What's the Real Jobs Story?

Reflections on the San Francisco Bay Area

I just returned from a family spring break vacation in California. On our road trip from Los Angeles to San Francisco, we visited the Chinese American Museum and Japanese American National Museum, drove up the Salinas Valley, took an LGBTQ history walking tour of the Castro, and explored the WPA murals at Coit Tower.

When we arrived in the Bay Area, a place I have been visiting on and off for over 20 years, I was struck by how unaffordable everything has become and what that means for who can actually live and work there. Tech has truly transformed the region, and Silicon Valley now extends far beyond its original geographic hub. We’ve seen a growing divide in what jobs are available in the Bay Area and who can access the good ones.

A decade ago, as the nation recovered from the Great Recession, economic developers and political leaders touted the tech industry’s multiplier effect: Each new tech job indirectly created four other jobs in the area. What this shiny statistic ignores, ReWork the Bay’s Rob Hope tells us, is the fact that most of the indirect jobs created are low-paying service jobs and that the high-paying tech jobs are fundamentally changing the economics of the region.

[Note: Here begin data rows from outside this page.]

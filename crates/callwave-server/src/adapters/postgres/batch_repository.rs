//! PostgreSQL implementation of BatchRepository

use async_trait::async_trait;
use chrono::{DateTime, Utc};
use sqlx::PgPool;
use uuid::Uuid;

use callwave::{Batch, BatchRepository, BatchStatus, Call, CounterDelta, DomainError};

/// PostgreSQL implementation of BatchRepository
pub struct PgBatchRepository {
    pool: PgPool,
}

impl PgBatchRepository {
    pub fn new(pool: PgPool) -> Self {
        Self { pool }
    }
}

/// Internal row type for sqlx mapping
#[derive(sqlx::FromRow)]
struct BatchRow {
    id: Uuid,
    name: String,
    message: Option<String>,
    total_calls: i32,
    successful_calls: i32,
    failed_calls: i32,
    status: String,
    created_at: DateTime<Utc>,
    completed_at: Option<DateTime<Utc>>,
}

impl TryFrom<BatchRow> for Batch {
    type Error = DomainError;

    fn try_from(row: BatchRow) -> Result<Self, Self::Error> {
        let status: BatchStatus = row.status.parse().map_err(DomainError::Repository)?;

        Ok(Self {
            id: row.id,
            name: row.name,
            message: row.message,
            total_calls: row.total_calls,
            successful_calls: row.successful_calls,
            failed_calls: row.failed_calls,
            status,
            created_at: row.created_at,
            completed_at: row.completed_at,
        })
    }
}

#[async_trait]
impl BatchRepository for PgBatchRepository {
    async fn create(&self, batch: &Batch, calls: &[Call]) -> Result<Batch, DomainError> {
        let mut tx = self
            .pool
            .begin()
            .await
            .map_err(|e| DomainError::Repository(e.to_string()))?;

        let row = sqlx::query_as::<_, BatchRow>(
            r#"
            INSERT INTO batches (id, name, message, total_calls, status, created_at)
            VALUES ($1, $2, $3, $4, $5, $6)
            RETURNING *
            "#,
        )
        .bind(batch.id)
        .bind(&batch.name)
        .bind(&batch.message)
        .bind(batch.total_calls)
        .bind(batch.status.as_str())
        .bind(batch.created_at)
        .fetch_one(&mut *tx)
        .await
        .map_err(|e| DomainError::Repository(e.to_string()))?;

        for call in calls {
            sqlx::query(
                r#"
                INSERT INTO calls (id, batch_id, phone_number, reg_no, message, status, version, created_at)
                VALUES ($1, $2, $3, $4, $5, $6, $7, $8)
                "#,
            )
            .bind(call.id)
            .bind(call.batch_id)
            .bind(&call.phone_number)
            .bind(&call.reg_no)
            .bind(&call.message)
            .bind(call.status.as_str())
            .bind(call.version)
            .bind(call.created_at)
            .execute(&mut *tx)
            .await
            .map_err(|e| DomainError::Repository(e.to_string()))?;
        }

        tx.commit()
            .await
            .map_err(|e| DomainError::Repository(e.to_string()))?;

        row.try_into()
    }

    async fn find_by_id(&self, id: Uuid) -> Result<Option<Batch>, DomainError> {
        let row = sqlx::query_as::<_, BatchRow>("SELECT * FROM batches WHERE id = $1")
            .bind(id)
            .fetch_optional(&self.pool)
            .await
            .map_err(|e| DomainError::Repository(e.to_string()))?;

        row.map(Batch::try_from).transpose()
    }

    async fn find_all(&self) -> Result<Vec<Batch>, DomainError> {
        let rows = sqlx::query_as::<_, BatchRow>("SELECT * FROM batches ORDER BY created_at DESC")
            .fetch_all(&self.pool)
            .await
            .map_err(|e| DomainError::Repository(e.to_string()))?;

        rows.into_iter().map(Batch::try_from).collect()
    }

    async fn find_by_status(&self, status: BatchStatus) -> Result<Vec<Batch>, DomainError> {
        let rows = sqlx::query_as::<_, BatchRow>(
            "SELECT * FROM batches WHERE status = $1 ORDER BY created_at ASC",
        )
        .bind(status.as_str())
        .fetch_all(&self.pool)
        .await
        .map_err(|e| DomainError::Repository(e.to_string()))?;

        rows.into_iter().map(Batch::try_from).collect()
    }

    async fn mark_dispatching(&self, id: Uuid) -> Result<bool, DomainError> {
        let result = sqlx::query(
            "UPDATE batches SET status = 'dispatching' WHERE id = $1 AND status = 'created'",
        )
        .bind(id)
        .execute(&self.pool)
        .await
        .map_err(|e| DomainError::Repository(e.to_string()))?;

        Ok(result.rows_affected() > 0)
    }

    async fn increment_counters(&self, id: Uuid, delta: CounterDelta) -> Result<(), DomainError> {
        if delta.is_zero() {
            return Ok(());
        }

        sqlx::query(
            r#"
            UPDATE batches
            SET successful_calls = successful_calls + $2,
                failed_calls = failed_calls + $3
            WHERE id = $1
            "#,
        )
        .bind(id)
        .bind(delta.success)
        .bind(delta.failure)
        .execute(&self.pool)
        .await
        .map_err(|e| DomainError::Repository(e.to_string()))?;

        Ok(())
    }

    async fn mark_completed(
        &self,
        id: Uuid,
        successful_calls: i32,
        failed_calls: i32,
    ) -> Result<bool, DomainError> {
        let result = sqlx::query(
            r#"
            UPDATE batches
            SET status = 'completed', completed_at = NOW(),
                successful_calls = $2, failed_calls = $3
            WHERE id = $1 AND status <> 'completed'
            "#,
        )
        .bind(id)
        .bind(successful_calls)
        .bind(failed_calls)
        .execute(&self.pool)
        .await
        .map_err(|e| DomainError::Repository(e.to_string()))?;

        Ok(result.rows_affected() > 0)
    }
}
//! Batch - a group of calls submitted together

use chrono::{DateTime, Utc};
use serde::{Deserialize, Serialize};
use uuid::Uuid;

use crate::domain::value_objects::BatchStatus;

/// Batch aggregate
///
/// `successful_calls + failed_calls <= total_calls` at all times, and the
/// sum equals `total_calls` once the batch is completed.
#[derive(Debug, Clone, Serialize, Deserialize, PartialEq)]
pub struct Batch {
    pub id: Uuid,
    pub name: String,
    /// Default message spoken on every call of the batch
    pub message: Option<String>,
    pub total_calls: i32,
    pub successful_calls: i32,
    pub failed_calls: i32,
    pub status: BatchStatus,
    pub created_at: DateTime<Utc>,
    pub completed_at: Option<DateTime<Utc>>,
}

impl Batch {
    /// Create a new batch record
    pub fn new(name: String, message: Option<String>, total_calls: i32) -> Self {
        Self {
            id: Uuid::new_v4(),
            name,
            message,
            total_calls,
            successful_calls: 0,
            failed_calls: 0,
            status: BatchStatus::Created,
            created_at: Utc::now(),
            completed_at: None,
        }
    }

    /// Calls already counted as either success or failure
    pub fn resolved_calls(&self) -> i32 {
        self.successful_calls + self.failed_calls
    }

    pub fn is_completed(&self) -> bool {
        self.status == BatchStatus::Completed
    }
}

For instance, a tech job in San Francisco may create jobs for an office cleaner, a cook, a dishwasher, and a barista. These are often low quality jobs that are disproportionately filled by people of color and don’t pay a living wage. Often, these workers face long commutes from far-flung communities, limited or unaffordable housing, little to no healthcare benefits, and other challenges to make ends meet in an impossibly expensive region.

We fall into a similar trap when we look at the coverage of the monthly Department of Labor jobs and employment numbers. The focus on top-line numbers misses so much – racial disparities and occupational segregation and the quality of jobs created, to name a few. In other words, they don’t reflect the fullness of workers’ lives and the broader systems that impact their ability to thrive in a job.

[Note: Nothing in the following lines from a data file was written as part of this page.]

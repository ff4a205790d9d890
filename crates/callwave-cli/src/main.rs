//! Callwave CLI - Batch dispatch and monitoring
//!
//! Thin client over the Callwave API: create batches, start and stop them,
//! follow progress and pull transcripts.

mod api;
mod config;

use anyhow::{bail, Context, Result};
use clap::{Parser, Subcommand};
use colored::{ColoredString, Colorize};
use dialoguer::{Confirm, Input, Password};
use std::fs;
use uuid::Uuid;

use api::{CallEntryRequest, CallResponse, CallwaveClient, CreateBatchRequest};
use config::Config;

#[derive(Parser)]
#[command(name = "callwave")]
#[command(about = "Callwave CLI - Outbound call batches", long_about = None)]
#[command(version)]
struct Cli {
    #[command(subcommand)]
    command: Commands,
}

#[derive(Subcommand)]
enum Commands {
    /// Login and store API key
    Login {
        /// API key (will prompt if not provided)
        #[arg(short, long)]
        key: Option<String>,
        /// Server URL to store alongside the key
        #[arg(long)]
        url: Option<String>,
    },

    /// Batch operations
    Batch {
        #[command(subcommand)]
        action: BatchAction,
    },

    /// Call operations
    Call {
        #[command(subcommand)]
        action: CallAction,
    },

    /// Run one stuck-call sweep now
    Sweep,

    /// Show current configuration
    Config,
}

#[derive(Subcommand)]
enum BatchAction {
    /// Create a batch of calls
    Create {
        /// Batch name
        name: String,
        /// Phone numbers (repeatable)
        #[arg(long = "phone")]
        phones: Vec<String>,
        /// File with one `phone[,reg_no]` per line
        #[arg(short, long)]
        file: Option<String>,
        /// Message spoken on every call
        #[arg(short, long)]
        message: Option<String>,
    },
    /// List batches, newest first
    List,
    /// Show a batch and its calls
    Show {
        id: Uuid,
    },
    /// Start placing the batch's calls
    Dispatch {
        id: Uuid,
        /// Follow progress until the batch completes
        #[arg(short, long)]
        watch: bool,
    },
    /// Emergency stop: cancel every unfinished call
    Stop {
        id: Uuid,
        /// Skip the confirmation prompt
        #[arg(short, long)]
        yes: bool,
    },
    /// Follow progress until the batch completes
    Watch {
        id: Uuid,
    },
}

#[derive(Subcommand)]
enum CallAction {
    /// Show a call
    Show {
        id: Uuid,
    },
    /// Pull the transcript from the provider
    Transcript {
        id: Uuid,
    },
}

#[tokio::main]
async fn main() -> Result<()> {
    let cli = Cli::parse();

    match cli.command {
        Commands::Login { key, url } => cmd_login(key, url).await,
        Commands::Batch { action } => cmd_batch(action).await,
        Commands::Call { action } => cmd_call(action).await,
        Commands::Sweep => cmd_sweep().await,
        Commands::Config => cmd_config(),
    }
}

fn client(config: &Config) -> CallwaveClient {
    CallwaveClient::new(&config.base_url, config.api_key_or_empty())
}

// ============================================
// Command Implementations
// ============================================

async fn cmd_login(key: Option<String>, url: Option<String>) -> Result<()> {
    let mut config = Config::load()?;

    if let Some(url) = url {
        config.set_base_url(&url);
    }

    let api_key = match key {
        Some(k) => k,
        None => Password::new()
            .with_prompt("API Key")
            .interact()
            .context("Failed to read API key")?,
    };

    let client = CallwaveClient::new(&config.base_url, &api_key);
    print!("Testing connection to {}... ", config.base_url);

    match client.health().await {
        Ok(true) => println!("{}", "OK".green()),
        _ => {
            println!("{}", "Failed".red());
            bail!("Could not connect to Callwave API at {}", config.base_url);
        }
    }

    config.set_api_key(api_key);
    config.save()?;

    println!("{} API key saved to {:?}", "✓".green(), Config::config_path()?);

    Ok(())
}

async fn cmd_batch(action: BatchAction) -> Result<()> {
    let config = Config::load()?;
    let client = client(&config);

    match action {
        BatchAction::Create {
            name,
            phones,
            file,
            message,
        } => {
            let mut calls: Vec<CallEntryRequest> = phones
                .into_iter()
                .map(|phone_number| CallEntryRequest {
                    phone_number,
                    reg_no: None,
                })
                .collect();

            if let Some(f) = file {
                let content = fs::read_to_string(&f)
                    .with_context(|| format!("Failed to read file: {}", f))?;
                calls.extend(parse_call_lines(&content));
            }

            if calls.is_empty() {
                let phone: String = Input::new()
                    .with_prompt("Phone number")
                    .interact_text()
                    .context("Failed to read input")?;
                calls.push(CallEntryRequest {
                    phone_number: phone,
                    reg_no: None,
                });
            }

            let batch = client
                .create_batch(&CreateBatchRequest {
                    name,
                    message,
                    calls,
                })
                .await?;

            println!(
                "{} Batch {} created with {} calls",
                "✓".green(),
                batch.name.cyan(),
                batch.total_calls
            );
            println!("  {}", batch.id.to_string().dimmed());
            println!("\n{}", "Start it with:".dimmed());
            println!("  callwave batch dispatch {} --watch", batch.id);
        }

        BatchAction::List => {
            let batches = client.list_batches().await?;

            if batches.is_empty() {
                println!("No batches found.");
                return Ok(());
            }

            println!("{}", "Batches:".bold());
            for batch in batches {
                println!(
                    "  {} {} [{}] {}/{} ok, {} failed  {}",
                    batch.id.to_string().dimmed(),
                    batch.name.cyan().bold(),
                    status_colored(&batch.status),
                    batch.successful_calls,
                    batch.total_calls,
                    batch.failed_calls,
                    batch.created_at.dimmed()
                );
            }
        }

        BatchAction::Show { id } => {
            let detail = client.get_batch(id).await?;
            let batch = detail.batch;

            println!(
                "{} [{}]",
                batch.name.cyan().bold(),
                status_colored(&batch.status)
            );
            println!(
                "  {} total, {} successful, {} failed",
                batch.total_calls,
                batch.successful_calls.to_string().green(),
                batch.failed_calls.to_string().red()
            );
            if let Some(completed_at) = &batch.completed_at {
                println!("  Completed at {}", completed_at);
            }

            println!("\n{}", "Calls:".bold());
            for call in &detail.calls {
                print_call_line(call);
            }
        }

        BatchAction::Dispatch { id, watch } => {
            let accepted = client.dispatch_batch(id).await?;

            println!(
                "{} Dispatching {} calls of batch {}",
                "✓".green(),
                accepted.total_calls,
                accepted.batch_id.to_string().dimmed()
            );
            if !accepted.watchdog_started {
                println!("{}", "  Watchdog is not running for this batch".yellow());
            }

            if watch {
                watch_batch(&client, id, config.wait_secs).await?;
            }
        }

        BatchAction::Stop { id, yes } => {
            let confirmed = yes
                || Confirm::new()
                    .with_prompt(format!("Cancel every unfinished call of batch {}?", id))
                    .default(false)
                    .interact()
                    .context("Failed to read confirmation")?;

            if !confirmed {
                println!("Aborted.");
                return Ok(());
            }

            let summary = client.stop_batch(id).await?;

            println!(
                "{} {} calls canceled ({} provider hang-ups sent)",
                "🛑".red(),
                summary.canceled,
                summary.provider_cancels
            );
            if summary.batch_completed {
                println!("  Batch completed");
            }
        }

        BatchAction::Watch { id } => watch_batch(&client, id, config.wait_secs).await?,
    }

    Ok(())
}

/// Long-poll changes until the batch completes
async fn watch_batch(client: &CallwaveClient, batch_id: Uuid, wait_secs: u64) -> Result<()> {
    let detail = client.get_batch(batch_id).await?;
    if detail.batch.status == "completed" {
        println!("Batch already completed.");
        return Ok(());
    }

    println!("{}", "Watching (Ctrl-C to quit)...".dimmed());

    loop {
        let Some(change) = client.next_change(batch_id, wait_secs).await? else {
            continue;
        };

        match change.table.as_str() {
            "batch" => {
                println!(
                    "  batch [{}] {} ok, {} failed",
                    status_colored(&change.status),
                    change.successful_calls.unwrap_or_default(),
                    change.failed_calls.unwrap_or_default()
                );
            }
            _ => {
                println!(
                    "  call {} -> {}",
                    change.id.to_string().dimmed(),
                    status_colored(&change.status)
                );
            }
        }

        if change.is_batch_completion() {
            println!("{} Batch completed", "✓".green());
            return Ok(());
        }
    }
}

async fn cmd_call(action: CallAction) -> Result<()> {
    let config = Config::load()?;
    let client = client(&config);

    match action {
        CallAction::Show { id } => {
            let call = client.get_call(id).await?;

            print_call_line(&call);
            println!("  Batch: {}", call.batch_id);
            if let Some(ext) = &call.external_call_id {
                println!("  Provider call: {}", ext);
            }
            if let Some(started_at) = &call.started_at {
                println!("  Started: {}", started_at);
            }
            if let Some(completed_at) = &call.completed_at {
                println!("  Completed: {}", completed_at);
            }
            if let Some(seconds) = call.duration_seconds {
                println!("  Duration: {}s", seconds);
            }
            if let Some(url) = &call.recording_url {
                println!("  Recording: {}", url);
            }
            if let Some(text) = call.final_transcript.as_ref().or(call.live_transcript.as_ref()) {
                println!("\n{}", text);
            }
        }

        CallAction::Transcript { id } => {
            let fetched = client.fetch_transcript(id).await?;

            if !fetched.available {
                println!(
                    "{} Transcript not available yet (call is {})",
                    "…".yellow(),
                    fetched.status
                );
                return Ok(());
            }

            if let Some(seconds) = fetched.duration_seconds {
                eprintln!("{} {}s", "Duration".dimmed(), seconds);
            }
            if let Some(url) = &fetched.recording_url {
                eprintln!("{} {}", "Recording".dimmed(), url);
            }
            // Transcript alone on stdout for piping
            println!("{}", fetched.transcript.unwrap_or_default());
        }
    }

    Ok(())
}

async fn cmd_sweep() -> Result<()> {
    let config = Config::load()?;
    let report = client(&config).sweep().await?;

    println!(
        "{} {} examined, {} timed out, {} already resolved",
        "🐕".normal(),
        report.examined,
        report.timed_out.to_string().yellow(),
        report.already_resolved
    );
    if report.cancel_failures > 0 || report.errors > 0 {
        println!(
            "  {} provider cancel failures, {} errors",
            report.cancel_failures.to_string().red(),
            report.errors.to_string().red()
        );
    }

    Ok(())
}

fn cmd_config() -> Result<()> {
    let config = Config::load()?;

    println!("{}", "Configuration:".bold());
    println!("  Path: {:?}", Config::config_path()?);
    println!("  Base URL: {}", config.base_url);
    println!(
        "  API Key: {}",
        if config.api_key.is_some() {
            "Set".green()
        } else {
            "Not set".red()
        }
    );
    println!("  Watch wait: {}s", config.wait_secs);

    Ok(())
}

fn print_call_line(call: &CallResponse) {
    let reg_no = call.reg_no.as_deref().unwrap_or("-");
    let error = call
        .error_message
        .as_deref()
        .map(|e| truncate_string(e, 60))
        .unwrap_or_default();

    println!(
        "  {} {} {} [{}] {}",
        call.id.to_string().dimmed(),
        call.phone_number.cyan(),
        reg_no.dimmed(),
        status_colored(&call.status),
        error.red()
    );
}

fn status_colored(status: &str) -> ColoredString {
    match status {
        "completed" => status.green(),
        "failed" | "canceled" => status.red(),
        "active" | "ringing" | "dispatching" => status.yellow(),
        _ => status.normal(),
    }
}

/// Parse `phone[,reg_no]` lines, skipping blanks and `#` comments
fn parse_call_lines(content: &str) -> Vec<CallEntryRequest> {
    content
        .lines()
        .map(str::trim)
        .filter(|line| !line.is_empty() && !line.starts_with('#'))
        .map(|line| {
            let (phone, reg_no) = match line.split_once(',') {
                Some((phone, reg_no)) => (phone.trim(), Some(reg_no.trim())),
                None => (line, None),
            };
            CallEntryRequest {
                phone_number: phone.to_string(),
                reg_no: reg_no.filter(|r| !r.is_empty()).map(str::to_string),
            }
        })
        .collect()
}

/// Truncate string safely for UTF-8 (by char count, not bytes)
fn truncate_string(s: &str, max_chars: usize) -> String {
    if s.chars().count() > max_chars {
        format!("{}...", s.chars().take(max_chars).collect::<String>())
    } else {
        s.to_string()
    }
}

That’s why last year we launched The State of Our Workforce, a monthly video chat where we dig beneath the numbers and explore what’s really going on. [Follow the National Fund for Workforce Solutions on LinkedIn to get updates about future episodes.]

Thankfully, in the Bay Area, the conversation is moving beyond the multiplier effect to disaggregate data and track equity indicators, whether in the Advancing Workforce Equity blueprint, or Rework the Bay’s newest data tool, State of Bay Area Workers. Reports and data are the beginning, not the end, of building a more equitable economy, but they’re critical for understanding root causes and tracking progress and impact.

As we experience a “post-pandemic” labor market, we must keep digging for the real story, shift our efforts toward equity, and design better solutions.